Но чем ближе мы подходили к ее дому, тем медленнее становились наши шаги. Наконец, мы очутились возле входа в подъезд, и, не договариваясь оба остановились.

— Марина, нужно идти, — твердо сказал я.

— Да. Я понимаю, — не трогаясь с места, отозвалась она.

Я взял ее за руку и повел в дом. Мы поднялись на лифте, чувствуя себя так, как будто поднимаемся на эшафот. Перед дверью квартиры она остановилась как вкопанная и вырвала свою руку из моей.

— Я не могу, — с отчаянием сказала она. — Там же темно. Когда я была там, было еще светло, и я свет не включала. Так что сейчас там темно.

— Ну, так что? — попробовал бодриться я. — Зайдем и сразу включим свет в прихожей. Где у вас выключатель? Справа?

— А вдруг он там стоит за дверью в темноте? — с ужасом прошептала она, и в ту же минуту нас с ней словно ветром отнесло от двери назад к лифту. Там мы и застыли, прижавшись друг к другу, как какая-то скульптурная группа. Наконец, я собрался с духом и взял себя в руки.

— Так, все, прекратили паниковать, — я постарался произнести это как можно строже. — Давай ключ и идем открывать. Кстати, когда мы откроем дверь, свет с лестничной площадки будет падать в прихожую, и все будет видно.

— Да, точно, — обрадовалась она. — Бери ключ.

Я решительно подошел к двери и, вставив ключ, оглянулся. Она осталась стоять у лифта на том же месте. Ну, разве что сделала очень коротенький шажок. Я укоризненно посмотрел на нее. Она попыталась сделать еще один шаг, я даже видел, как она вся напряглась, делая усилие, но… осталась на месте. Ноги явно не слушались ее. Тогда она сжала руки и умоляюще посмотрела на меня.

— Олежек, миленький, — тоскливо заговорила она. — Я ничего не могу с собой сделать. Я боюсь, я дико боюсь. Ты не можешь попробовать зайти сам? Смотри, ты же один раз уже видел его, и он тебе ничего не сделал. Ты живой, а я так точно умру от страха. Ты только зайди первый, а если там, в прихожей никого нет, и ты включишь свет, я зайду сразу за тобой. Это я тебе обещаю, честное слово.

Она и вправду обезумела от страха. Куда девалось ее обычная практичность и здравый смысл. Я подумал, что и вправду не стоит заставлять ее входить со мной. Не дай бог, что-нибудь где-то стукнет, она тут же получит разрыв сердца, и у меня будет крест на всю жизнь.

— Ну, хорошо, — решился я. — Я зайду первый, включу свет и, если… ну, то есть, в общем, позову тебя.

— Да, да, — с готовностью закивала она. — А я тогда сразу же за тобой пойду.

Я повернул ключ и в последний раз оглянулся на нее. Она, все также не двигаясь, подбодряюще закивала мне.
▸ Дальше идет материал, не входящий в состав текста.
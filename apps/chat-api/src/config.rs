/// Chat API configuration, loaded from environment variables.
#[derive(Debug, Clone)]
pub struct Config {
    /// PostgreSQL connection string. When unset, all state is kept in memory.
    pub database_url: Option<String>,
    /// Port the HTTP server binds to.
    pub port: u16,
    /// Name of the cookie carrying the transport session.
    pub session_cookie_name: String,
    /// Whether the session cookie is marked `Secure`.
    pub session_cookie_secure: bool,
    /// How often the chat page polls `/api/chat/update`.
    pub poll_interval_secs: u64,
}

impl Default for Config {
    fn default() -> Self {
        Self {
            database_url: None,
            port: 8080,
            session_cookie_name: "chatroom_session".to_string(),
            session_cookie_secure: false,
            poll_interval_secs: 10,
        }
    }
}

impl Config {
    /// Load configuration from environment variables.
    ///
    /// Unparseable values fall back to their defaults.
    pub fn from_env() -> Self {
        Self::from_lookup(|name| std::env::var(name).ok())
    }

    /// Build a configuration from an arbitrary variable source.
    pub fn from_lookup(lookup: impl Fn(&str) -> Option<String>) -> Self {
        let defaults = Self::default();
        Self {
            database_url: lookup("DATABASE_URL").filter(|s| !s.is_empty()),
            port: lookup("PORT")
                .and_then(|v| v.parse().ok())
                .unwrap_or(defaults.port),
            session_cookie_name: lookup("SESSION_COOKIE_NAME")
                .filter(|s| !s.is_empty())
                .unwrap_or(defaults.session_cookie_name),
            session_cookie_secure: lookup("SESSION_COOKIE_SECURE")
                .and_then(|v| parse_flag(&v))
                .unwrap_or(defaults.session_cookie_secure),
            poll_interval_secs: lookup("POLL_INTERVAL_SECS")
                .and_then(|v| v.parse().ok())
                .filter(|secs| *secs > 0)
                .unwrap_or(defaults.poll_interval_secs),
        }
    }
}

fn parse_flag(value: &str) -> Option<bool> {
    match value.trim().to_ascii_lowercase().as_str() {
        "1" | "true" | "yes" | "on" => Some(true),
        "0" | "false" | "no" | "off" => Some(false),
        _ => None,
    }
}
— Ну, Олежек, будь же мужчиной.

Чувствуя, что медлить уже больше нельзя, я повернул ключ и распахнул дверь. В коридоре было пусто. Я вошел в квартиру, торопливо нашарил выключатель и включил свет.

— Ну, что там? — послышался сзади слабый голос.

— В коридоре пусто, — сдавленным голосом ответил я. — В какой он комнате?

— В гостиной, направо, — последовало указание от лифта.

Дверь в гостиную была открыта. Я сделал несколько шагов по коридору и заглянул туда. Он лежал на диване на боку, ногами к двери, одна рука бессильно свесилась на пол. Он явно был мертв.

Я вышел в коридор. Марина стояла у самой двери не решаясь перешагнуть порог.

— Ну, что? — торопливо прошептала она.

— Как он лежал, когда ты видела его тогда?

— На правом боку, и одна рука упала вниз с дивана.

— Ну, он так и лежит. Зайдешь?

Она кивнула, зашла в квартиру и осторожно подошла к двери в гостиную. Вид мертвого отца заставил ее на минуту забыть о страхе и вспомнить о своем горе.

— Папа, папочка мой, — прошептала она, и залилась слезами, ломая руки.

— Видишь, он так и лежит, как лежал. Может, тебе это все привиделось?

— Ох, я уже и сам не знаю, — вздохнул я. — Но все-таки, я же не сумасшедший. Он приходил, Марина.

Она повернулась ко мне, собираясь что-то сказать, но вдруг ее взгляд уперся во что-то за моей спиной. Я никогда не видел такого выражения ужаса, какое появилось на ее лице. Она хотела закричать, но из ее горла вырвался только какой-то сип. Я быстро оглянулся. Сзади никого и ничего не было, кроме висящей на стенке вешалке с пальто и шляпой Юрия Давыдовича. Туда-то она и смотрела.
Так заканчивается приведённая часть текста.